What do you think when hear the names Don, Betty, Peggy, Joan, and Roger? If you're thinking Mad Men, then you're as excited as I am to see the 2-hour season 5 premiere on March 25 (image: Frank Ockenfels, AMC). I wasn't so sure about this show at first and didn't watch the first two seasons right away, but once I caught on, I was hooked. Matt Zoller Seitz has some interesting thoughts about why the show is so great in the latest issue of New York magazine. Last season had some great moments, like Don's elderly Jewish secretary, Ida "Are-ya-goin'-to-da-toilet?" Blankenship, who was so popular she got her own Facebook page. Tragically, even her death was a hoot. And of course there was episode #7 from last season, "The Suitcase," which ranks up there as one of the all-time best hours of television ever written and acted. The synergy between Don (Jon Hamm) and Peggy (Elisabeth Moss) was simply brilliant. Let's see if they can top it this season.

Last month, I posted about New York Public Library's disastrous plans to gut the main historic building and research library and make it mostly a circulating library and Internet computer zone. The project is going to cost upwards of $350 million. Meanwhile more than 80 branch libraries throughout NYC are completely falling into ruin and need to be completely overhauled. Yesterday, Leonard Lopate on WNYC radio interviewed Scott Sherman, who wrote the exposé published in The Nation this past December, and Caleb Crain, a former research fellow at NYPL. The radio program addresses both the potential positive and negative sides of this controversy, but truly drives home the nightmare of what is being planned.

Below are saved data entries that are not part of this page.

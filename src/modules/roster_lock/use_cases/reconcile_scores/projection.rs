use crate::modules::roster_lock::core::lineup::SlotType;
use crate::shared::core::primitives::{DateRange, MatchupId, PlayerId, TeamId};
use chrono::NaiveDate;
use rust_decimal::Decimal;
use serde::Serialize;

/// What one snapshot row added to its team's day.
#[derive(Debug, Clone, PartialEq, Eq, Serialize)]
pub struct PlayerContribution {
    pub player_id: PlayerId,
    pub slot_type: SlotType,
    pub points: Decimal,
    pub locked: bool,
}

#[derive(Debug, Clone, PartialEq, Eq, Serialize)]
pub struct DailyScore {
    pub team_id: TeamId,
    pub matchup_id: MatchupId,
    pub date: NaiveDate,
    pub points: Decimal,
    /// Past day, with rows, all of them locked.
    pub is_final: bool,
    /// Some stat line or the league weights could not be read and counted as zero or default.
    pub degraded: bool,
    pub contributions: Vec<PlayerContribution>,
}

#[derive(Debug, Clone, PartialEq, Eq, Serialize)]
pub struct PeriodScore {
    pub team_id: TeamId,
    pub matchup_id: MatchupId,
    pub week: DateRange,
    pub total: Decimal,
    pub is_final: bool,
    pub degraded: bool,
    pub days: Vec<DailyScore>,
}

impl PeriodScore {
    pub fn from_days(team_id: TeamId, matchup_id: MatchupId, week: DateRange, days: Vec<DailyScore>) -> Self {
        Self {
            team_id,
            matchup_id,
            week,
            total: days.iter().map(|day| day.points).sum(),
            is_final: !days.is_empty() && days.iter().all(|day| day.is_final),
            degraded: days.iter().any(|day| day.degraded),
            days,
        }
    }
}

#[derive(Debug, Clone, PartialEq, Eq, Serialize)]
pub struct Scoreboard {
    pub matchup_id: MatchupId,
    pub team1: PeriodScore,
    pub team2: PeriodScore,
    /// `None` while the totals are tied.
    pub leader: Option<TeamId>,
    pub is_final: bool,
}

impl Scoreboard {
    pub fn new(matchup_id: MatchupId, team1: PeriodScore, team2: PeriodScore) -> Self {
        let leader = match team1.total.cmp(&team2.total) {
            std::cmp::Ordering::Greater => Some(team1.team_id),
            std::cmp::Ordering::Less => Some(team2.team_id),
            std::cmp::Ordering::Equal => None,
        };
        Self {
            matchup_id,
            is_final: team1.is_final && team2.is_final,
            leader,
            team1,
            team2,
        }
    }
}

In the world of art, the Renaissance master Leonardo da Vinci has never gone out of style, so Dan Brown really had no need to try to make him more titillating than he already was. Over the past 2 months, the Mona Lisa (La Gioconda) has come back into the spotlight, not in her world-famous portrait at the Louvre in Paris, but in a copy made at the same time that belongs to the Museo Nacional del Prado in Madrid (their image). Having recently conserved and cleaned their copy of the Gioconda, the Prado's conservators have determined that it probably was painted about the same as the original. They're also claiming that the restored copy is closer to what the picture actually looked like when Leonardo painted it. Dirt, varnish, and aging have darkened the Louvre's original. I think it's rather interesting too that the copy artist probably was Andrea Salai, Leonardo's lover. You can read more about the painting in articles published in The Art Newspaper here, here, and here. And just when you thought that was big Leonardo news, yesterday it was announced that scholars believe they may have "found" his long-missing mural of The Battle of Anghiari beneath another painting.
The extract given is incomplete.